The Straw House Maker, Carpenter, Mason and Meteorologist
We are already three weeks into October and for me it feels as if October 2nd was last week. I have been getting overwhelmed with the pace of projects and customer requests as of late. I think getting slammed fits the bill a bit better. I know for myself, I respond by paying a little more attention to my to-do list, my task list and by putting in some extra time in the morning to get a head start and then in the evening to attend to any loose ends. I know that putting in the time helps, but my response is typically the same. I find that my mindset in responding to the needs of others is rooted in wanting to be better; better in responding, in turning around projects, in basically just meeting the demands of all of my customers, both internal and external.
I think that we all have basic skill sets that we innately do well. In times that we are stressed to do more, I think we to try to optimize what we can accomplish and it is natural for us to subconsciously rely on those things we do well in order to step up our game. I think with experience, many of us recognize that we have comfort zones that we can operate within rather effectively, at least in our own minds. I tend to respond in an analytical way at times when tackling problems. This works for projects that don’t require an extremely rapid turnaround. However, if I am trying to turnaround something that is extremely time sensitive, I am predisposed of not being able to respond quickly enough because of my subconscious way of thinking. I know many people who are just the opposite that can respond quickly to projects which require a quick assessment of the big factors and then are able to make quick decisions in response to the project.
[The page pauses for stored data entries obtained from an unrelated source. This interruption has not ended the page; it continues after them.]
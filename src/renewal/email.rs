use std::time::Duration;

use crate::api::{ApiError, EmailKind, SendEmailRequest};

pub const EMAIL_REQUIRED: &str = "Email address is required";
pub const EMAIL_INVALID: &str = "Please enter a valid email address";

/// How long the "email sent" popup stays up before everything resets
pub const SENT_CLOSE_DELAY: Duration = Duration::from_secs(2);

/// `local@domain.tld`: no whitespace, exactly one '@', a dot inside the domain
pub fn is_email_shaped(s: &str) -> bool {
    if s.chars().any(char::is_whitespace) {
        return false;
    }
    let Some((local, domain)) = s.split_once('@') else {
        return false;
    };
    if local.is_empty() || domain.contains('@') {
        return false;
    }
    domain
        .char_indices()
        .any(|(i, c)| c == '.' && i > 0 && i + 1 < domain.len())
}

pub fn validate_email(raw: &str) -> Result<String, ApiError> {
    let email = raw.trim();
    if email.is_empty() {
        return Err(ApiError::Validation(EMAIL_REQUIRED.to_string()));
    }
    if !is_email_shaped(email) {
        return Err(ApiError::Validation(EMAIL_INVALID.to_string()));
    }
    Ok(email.to_string())
}

pub fn details_email(order_id: &str, recipient: &str) -> SendEmailRequest {
    SendEmailRequest {
        order_id: order_id.to_string(),
        recipient_email: recipient.to_string(),
        email_type: EmailKind::Details,
    }
}
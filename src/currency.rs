//! Display-only currency conversion for the renewal popup
//!
//! The backend decides what is actually charged; these numbers are only
//! shown to the user before checkout.

use std::sync::Arc;

use crate::api::{ApiResult, Currency, CurrencyQuote, EsimBackend, ExchangeRate};

/// Currency prices are quoted in unless the user picks another
pub const BASE_CURRENCY: &str = "USD";

/// Used whenever the supported-currency list cannot be fetched
pub fn fallback_currencies() -> Vec<Currency> {
    vec![
        Currency::new("USD", "US Dollar", "$"),
        Currency::new("EUR", "Euro", "€"),
    ]
}

pub fn currency_symbol(code: &str) -> &str {
    match code {
        "USD" => "$",
        "EUR" => "€",
        other => other,
    }
}

/// "$10.00" for USD, "9.20€" for EUR, "12.00GBP" otherwise
pub fn format_currency(amount: f64, code: &str) -> String {
    let symbol = currency_symbol(code);
    if code == "USD" {
        format!("{}{:.2}", symbol, amount)
    } else {
        format!("{:.2}{}", amount, symbol)
    }
}

/// Conversion helper over an injected backend
#[derive(Clone)]
pub struct CurrencyService {
    backend: Arc<dyn EsimBackend>,
}

impl CurrencyService {
    pub fn new(backend: Arc<dyn EsimBackend>) -> Self {
        Self { backend }
    }

    /// Never fails: degrades silently to USD/EUR
    pub async fn supported_currencies(&self) -> Vec<Currency> {
        match self.backend.supported_currencies().await {
            Ok(list) if !list.is_empty() => list,
            Ok(_) => {
                tracing::warn!("Backend returned no currencies, using fallback list");
                fallback_currencies()
            }
            Err(e) => {
                tracing::warn!("Could not fetch supported currencies: {}", e);
                fallback_currencies()
            }
        }
    }

    pub async fn exchange_rate(&self, from: &str, to: &str) -> ApiResult<ExchangeRate> {
        self.backend.exchange_rate(from, to).await
    }

    /// Convert for display. Errors propagate to the caller.
    pub async fn convert(&self, amount: f64, from: &str, to: &str) -> ApiResult<CurrencyQuote> {
        let mut quote = self.backend.convert_currency(amount, from, to).await?;

        // Fill in whatever the backend left out so the popup always has text
        quote.original_amount.get_or_insert(amount);
        quote.original_currency.get_or_insert_with(|| from.to_string());
        quote.converted_currency.get_or_insert_with(|| to.to_string());
        if quote.formatted_original.is_none() {
            quote.formatted_original = Some(format_currency(amount, from));
        }
        if quote.formatted_converted.is_none() {
            if let Some(converted) = quote.converted_amount {
                quote.formatted_converted = Some(format_currency(converted, to));
            }
        }
        Ok(quote)
    }
}
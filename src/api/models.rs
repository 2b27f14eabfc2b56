use serde::{Deserialize, Deserializer, Serialize};
use std::fmt;

/// Accept strings, numbers, booleans or null and keep them as text.
/// The backend aggregates several providers and is not consistent about types.
fn lenient_string<'de, D>(deserializer: D) -> Result<Option<String>, D::Error>
where
    D: Deserializer<'de>,
{
    let value = Option::<serde_json::Value>::deserialize(deserializer)?;
    Ok(match value {
        None | Some(serde_json::Value::Null) => None,
        Some(serde_json::Value::String(s)) => Some(s),
        Some(serde_json::Value::Number(n)) => Some(n.to_string()),
        Some(serde_json::Value::Bool(b)) => Some(b.to_string()),
        Some(other) => Some(other.to_string()),
    })
}

/// Numbers sometimes arrive quoted ("10.00")
fn lenient_f64<'de, D>(deserializer: D) -> Result<Option<f64>, D::Error>
where
    D: Deserializer<'de>,
{
    let value = Option::<serde_json::Value>::deserialize(deserializer)?;
    Ok(match value {
        Some(serde_json::Value::Number(n)) => n.as_f64(),
        Some(serde_json::Value::String(s)) => s.trim().parse().ok(),
        _ => None,
    })
}

/// eSIM attributes as reported by the status check
#[derive(Debug, Clone, Default, PartialEq, Serialize, Deserialize)]
pub struct EsimRecord {
    #[serde(default, deserialize_with = "lenient_string")]
    pub iccid: Option<String>,
    #[serde(default, deserialize_with = "lenient_string")]
    pub order_sim_id: Option<String>,
    #[serde(default, deserialize_with = "lenient_string")]
    pub api_provider: Option<String>,
    #[serde(default, deserialize_with = "lenient_string")]
    pub plan_name: Option<String>,
    #[serde(default, deserialize_with = "lenient_string")]
    pub status: Option<String>,
    #[serde(default, deserialize_with = "lenient_string")]
    pub purchase_date: Option<String>,
    #[serde(default, deserialize_with = "lenient_string")]
    pub validity: Option<String>,
    #[serde(default, deserialize_with = "lenient_string")]
    pub data_capacity: Option<String>,
    #[serde(default, deserialize_with = "lenient_string")]
    pub data_consumed: Option<String>,
    #[serde(default, deserialize_with = "lenient_string")]
    pub data_remaining: Option<String>,
    #[serde(default, deserialize_with = "lenient_string")]
    pub activation_code: Option<String>,
    #[serde(default, deserialize_with = "lenient_string")]
    pub apn: Option<String>,
    #[serde(default, deserialize_with = "lenient_string")]
    pub last_updated: Option<String>,
}

/// Structured error payload returned by the backend on failure
#[derive(Debug, Clone, Default, Deserialize)]
pub struct ErrorBody {
    #[serde(default, deserialize_with = "lenient_string")]
    pub error: Option<String>,
    #[serde(default, deserialize_with = "lenient_string")]
    pub details: Option<String>,
}

#[derive(Debug, Clone, Copy, PartialEq, Eq, Serialize, Deserialize)]
#[serde(rename_all = "SCREAMING_SNAKE_CASE")]
pub enum OrderStatus {
    Created,
    Pending,
    Paid,
    Completed,
    ProviderFailed,
    Failed,
    Cancelled,
    #[serde(other)]
    Unknown,
}

impl fmt::Display for OrderStatus {
    fn fmt(&self, f: &mut fmt::Formatter<'_>) -> fmt::Result {
        let s = match self {
            Self::Created => "CREATED",
            Self::Pending => "PENDING",
            Self::Paid => "PAID",
            Self::Completed => "COMPLETED",
            Self::ProviderFailed => "PROVIDER_FAILED",
            Self::Failed => "FAILED",
            Self::Cancelled => "CANCELLED",
            Self::Unknown => "UNKNOWN",
        };
        f.write_str(s)
    }
}

fn unknown_status() -> OrderStatus {
    OrderStatus::Unknown
}

/// Server-side renewal order, mirrored read-only by the client
#[derive(Debug, Clone, PartialEq, Serialize, Deserialize)]
pub struct RenewalOrder {
    #[serde(deserialize_with = "lenient_string", default)]
    pub order_id: Option<String>,
    #[serde(default = "unknown_status")]
    pub status: OrderStatus,
    #[serde(default, deserialize_with = "lenient_string")]
    pub iccid: Option<String>,
    #[serde(default, deserialize_with = "lenient_string")]
    pub provider: Option<String>,
    #[serde(default, deserialize_with = "lenient_string")]
    pub amount: Option<String>,
    #[serde(default, deserialize_with = "lenient_string")]
    pub currency: Option<String>,
}

#[derive(Debug, Clone, Deserialize)]
#[serde(untagged)]
pub(crate) enum OrderEnvelope {
    Wrapped { order: RenewalOrder },
    Bare(RenewalOrder),
}

impl From<OrderEnvelope> for RenewalOrder {
    fn from(envelope: OrderEnvelope) -> Self {
        match envelope {
            OrderEnvelope::Wrapped { order } => order,
            OrderEnvelope::Bare(order) => order,
        }
    }
}

/// Renewal package as offered by the backend (multi-package flow)
#[derive(Debug, Clone, PartialEq, Serialize, Deserialize)]
pub struct PackageOffer {
    #[serde(deserialize_with = "lenient_string", default)]
    pub package_id: Option<String>,
    #[serde(default, deserialize_with = "lenient_string")]
    pub package_name: Option<String>,
    #[serde(default, deserialize_with = "lenient_string")]
    pub description: Option<String>,
    #[serde(default, deserialize_with = "lenient_f64")]
    pub price: Option<f64>,
    #[serde(default, deserialize_with = "lenient_string")]
    pub currency: Option<String>,
    #[serde(default, deserialize_with = "lenient_string")]
    pub data_quantity: Option<String>,
    #[serde(default, deserialize_with = "lenient_string")]
    pub data_unit: Option<String>,
    #[serde(default, deserialize_with = "lenient_string")]
    pub validity_days: Option<String>,
    #[serde(default, deserialize_with = "lenient_string")]
    pub provider: Option<String>,
}

impl PackageOffer {
    pub fn display_name(&self) -> &str {
        self.package_name
            .as_deref()
            .or(self.package_id.as_deref())
            .unwrap_or("Unnamed package")
    }
}

#[derive(Debug, Clone, Deserialize)]
#[serde(untagged)]
pub(crate) enum PackageList {
    Bare(Vec<PackageOffer>),
    Wrapped {
        #[serde(alias = "data")]
        packages: Vec<PackageOffer>,
    },
}

impl From<PackageList> for Vec<PackageOffer> {
    fn from(list: PackageList) -> Self {
        match list {
            PackageList::Bare(packages) | PackageList::Wrapped { packages } => packages,
        }
    }
}

/// Body of `POST /renewal/create/`
#[derive(Debug, Clone, PartialEq, Serialize)]
pub struct CreateRenewalRequest {
    pub iccid: String,
    pub provider: Option<String>,
    pub order_sim_id: Option<String>,
    pub plan_name: Option<String>,
    pub amount: f64,
    pub currency: String,
    pub package_name: Option<String>,
    #[serde(skip_serializing_if = "Option::is_none")]
    pub package_id: Option<String>,
    pub renewal_days: u32,
    pub country_code: Option<String>,
}

#[derive(Debug, Clone, Default, PartialEq, Deserialize)]
pub struct PaymentInfo {
    #[serde(default)]
    pub checkout_url: Option<String>,
}

#[derive(Debug, Clone, PartialEq, Deserialize)]
pub struct CreateRenewalResponse {
    pub order: RenewalOrder,
    #[serde(default)]
    pub payment: PaymentInfo,
}

/// Body of `POST /renewal/confirm-payment/`
#[derive(Debug, Clone, PartialEq, Serialize)]
#[serde(untagged)]
pub enum PaymentConfirmation {
    Session { session_id: String },
    Intent { payment_intent_id: String },
}

#[derive(Debug, Clone, Copy, PartialEq, Eq, Serialize)]
#[serde(rename_all = "lowercase")]
pub enum EmailKind {
    Details,
}

/// Body of `POST /email/send/`
#[derive(Debug, Clone, PartialEq, Serialize)]
pub struct SendEmailRequest {
    pub order_id: String,
    pub recipient_email: String,
    pub email_type: EmailKind,
}

#[derive(Debug, Clone, Default, PartialEq, Deserialize)]
pub struct EmailReceipt {
    #[serde(default)]
    pub success: Option<bool>,
    #[serde(default, deserialize_with = "lenient_string")]
    pub message: Option<String>,
}

#[derive(Debug, Clone, PartialEq, Serialize, Deserialize)]
pub struct Currency {
    pub code: String,
    #[serde(default)]
    pub name: String,
    #[serde(default)]
    pub symbol: String,
}

impl Currency {
    pub fn new(code: &str, name: &str, symbol: &str) -> Self {
        Self {
            code: code.to_string(),
            name: name.to_string(),
            symbol: symbol.to_string(),
        }
    }
}

/// Result of a display-only currency conversion
#[derive(Debug, Clone, Default, PartialEq, Serialize, Deserialize)]
pub struct CurrencyQuote {
    #[serde(default, deserialize_with = "lenient_f64")]
    pub original_amount: Option<f64>,
    #[serde(default)]
    pub original_currency: Option<String>,
    #[serde(default, deserialize_with = "lenient_f64")]
    pub converted_amount: Option<f64>,
    #[serde(default)]
    pub converted_currency: Option<String>,
    #[serde(default, deserialize_with = "lenient_f64")]
    pub exchange_rate: Option<f64>,
    #[serde(default)]
    pub formatted_original: Option<String>,
    #[serde(default)]
    pub formatted_converted: Option<String>,
}

#[derive(Debug, Clone, Default, PartialEq, Serialize, Deserialize)]
pub struct ExchangeRate {
    #[serde(default, alias = "from_currency")]
    pub from: Option<String>,
    #[serde(default, alias = "to_currency")]
    pub to: Option<String>,
    #[serde(default, deserialize_with = "lenient_f64")]
    pub rate: Option<f64>,
}

/// Currency endpoints wrap their payload in `{"data": ...}`
#[derive(Debug, Clone, Deserialize)]
pub(crate) struct DataEnvelope<T> {
    pub data: Option<T>,
}
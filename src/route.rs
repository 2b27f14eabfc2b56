//! Return routes from the hosted checkout
//!
//! The checkout provider sends the user back to `/renewal/success?session_id=...`
//! or `/renewal/cancelled`. Nothing survives the trip except what is in the URL.

use reqwest::Url;

pub const SUCCESS_PATH: &str = "/renewal/success";
pub const CANCELLED_PATH: &str = "/renewal/cancelled";

pub const PAYMENT_DECLINED: &str = "The payment provider declined the payment";

#[derive(Debug, Clone, PartialEq, Eq)]
pub enum ReturnRoute {
    /// `session_id` is `None` when the provider dropped it
    Success { session_id: Option<String> },
    /// Provider sent the user back with `redirect_status=failed`
    ProviderFailed { reason: String },
    Cancelled,
    Home,
}

impl ReturnRoute {
    /// Parse a full URL or a bare path such as `/renewal/success?session_id=x`
    pub fn parse(input: &str) -> Option<Self> {
        let input = input.trim();
        if input.is_empty() {
            return None;
        }

        let url = Url::parse(input)
            .or_else(|_| Url::parse("http://localhost/").and_then(|base| base.join(input)))
            .ok()?;

        let path = url.path().trim_end_matches('/');
        match path {
            SUCCESS_PATH => {
                let param = |name: &str| {
                    url.query_pairs()
                        .find(|(k, _)| k == name)
                        .map(|(_, v)| v.trim().to_string())
                        .filter(|v| !v.is_empty())
                };

                if param("redirect_status").as_deref() == Some("failed") {
                    let reason = param("error").unwrap_or_else(|| PAYMENT_DECLINED.to_string());
                    return Some(Self::ProviderFailed { reason });
                }

                // Intent-based redirects carry `payment_intent` instead of a session
                let session_id = param("session_id").or_else(|| param("payment_intent"));
                Some(Self::Success { session_id })
            }
            CANCELLED_PATH => Some(Self::Cancelled),
            "" => Some(Self::Home),
            _ => None,
        }
    }
}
There is quite a bit of modern management training that is intended to give us tools to help us develop alternate ways of thinking which don’t come naturally to us. In essence to allow the Mason to build houses like the straw house fabricator and vice versa. I think that most of us can switch modes in how we operate and do so with some level of effectiveness. The difficulty still lies in our own personal proficiency in these areas.
I have historically always responded to the increased demands of my job of trying to be better at building straw houses and wooden houses because then I can respond better to the different types of demands. Recently it occurred to me that maybe my ability to build a straw house, a wood house or a brick house is adequate enough. Maybe knowing when each is appropriate is more useful. If I were a better meteorologist, I would know when I need to build a brick, wood or straw house based on whether I needed to prepare against a category one, category two or category five wolf.